Role of immune dysfunction in pathogenesis of type 1 diabetes mellitus in children.

ABSTRACT

OBJECTIVES: To investigate the function of cytokines, chemokines, and regulatory T cells (Tregs) in the pathogenesis of type 1 diabetes mellitus (T1DM) in children. METHODS: A total of 35 children with T1DM and 30 healthy controls were enrolled in this study. Levels of serum cytokines (IL-1α, IL-6, IL-10, IL-12, and TNF-α) and chemokines (MIP-1α, MIP-1α and MCP-1) were detected by enzyme-linked immunosorbent assay. Peripheral blood mononuclear cells (PBMCs) were isolated and culture supernatant of phytohaemagglutinin (PHA)-stimulated PBMCs was subjected to ELISA for levels of cytokines (IL-1α, IL-6, IL-10, IL-12 and TNF-α) in T1DM and control group. Furthermore, flow cytometry was used to determine the percentage of Tregs in PBMCs of two groups.

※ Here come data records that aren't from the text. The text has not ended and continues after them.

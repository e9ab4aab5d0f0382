//! Churn-rate curve by tenure year

mod bucket;
mod curve;

pub use bucket::{tenure_table, TenureBucket};
pub use curve::{ChurnCurve, ChurnCurveEstimator, ChurnCurvePoint, TenureCounts};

RESULTS: Levels of serum cytokines including IL-1α, IL-6, IL-10 and TNF-α as well as chemokines, such as MIP-1α and MIP-1α in children with T1DM children were significantly higher than those in healthy controls (P<0.05, respectively). PBMCs with PHA stimulation in T1DM group secreted more IL-1α and TNF-α (P<0.05, respectively), but less IL-10 (P<0.05), as compared with control group. Furthermore, the proportion of CD4(+), CD25(+), Foxp3(+), Tregs in PBMCs isolated from children with T1DM was obviously lower than those in healthy controls (P<0.05). CONCLUSIONS: Immune dysfunction, with upregulation of inflammatory factors such as IL-1α, IL-6, TNF-α and MIP-1α, downregulation of IL-10 and Tregs, plays an important role in the pathogenesis of T1DM in children.